#### [Work item]
Copy exactly the lines of the data below that run from the line holding "let mut config" through the line holding "Self::default()", both ends included.

#### [Recorded information]
mod env;
mod types;

#[cfg(test)]
mod tests;

pub use types::*;

use std::path::Path;

use anyhow::{Context, bail};

use crate::secret::Secret;

impl Config {
    /// Load configuration from a TOML file with env var overrides.
    ///
    /// Falls back to defaults when the file does not exist.
    ///
    /// # Errors
    ///
    /// Returns an error if the file exists but cannot be read or parsed, or
    /// if the resulting values fail [`Config::validate`].
    pub fn load(path: &Path) -> anyhow::Result<Self> {
        let mut config = if path.exists() {
            let content = std::fs::read_to_string(path).context("failed to read config file")?;
            toml::from_str::<Self>(&content).context("failed to parse config file")?
        } else {
            tracing::debug!(path = %path.display(), "config file not found, using defaults");
            Self::default()
        };

        config.apply_env_overrides();
        config.validate()?;
        Ok(config)
    }

    /// Read credentials from the environment.
    ///
    /// Blank values are treated as absent.
    pub fn resolve_secrets(&mut self) {
        if let Ok(v) = std::env::var("REPOSIFT_GITHUB_TOKEN") {
            self.secrets.github_token = Secret::non_empty(v);
        }
        if let Ok(v) = std::env::var("REPOSIFT_OPENAI_API_KEY") {
            self.secrets.openai_api_key = Secret::non_empty(v);
        }
    }

    /// # Errors
    ///
    /// Returns an error for a zero `chunk_size`, `functions_per_chunk` or
    /// `top_k`, or an `overlap_size` not smaller than `chunk_size`.
    pub fn validate(&self) -> anyhow::Result<()> {
        let c = &self.chunking;
        if c.chunk_size == 0 {
            bail!("chunking.chunk_size must be positive");
        }
        if c.overlap_size >= c.chunk_size {
            bail!(
                "chunking.overlap_size ({}) must be smaller than chunking.chunk_size ({})",
                c.overlap_size,
                c.chunk_size
            );
        }
        if c.functions_per_chunk == 0 {
            bail!("chunking.functions_per_chunk must be at least 1");
        }
        if c.tokenizer_model.trim().is_empty() {
            bail!("chunking.tokenizer_model must not be empty");
        }
        if self.index.top_k == 0 {
            bail!("index.top_k must be at least 1");
        }
        if self.index.path.trim().is_empty() {
            bail!("index.path must not be empty");
        }
        Ok(())
    }
}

#### [Answer box]
        let mut config = if path.exists() {
            let content = std::fs::read_to_string(path).context("failed to read config file")?;
            toml::from_str::<Self>(&content).context("failed to parse config file")?
        } else {
            tracing::debug!(path = %path.display(), "config file not found, using defaults");
            Self::default()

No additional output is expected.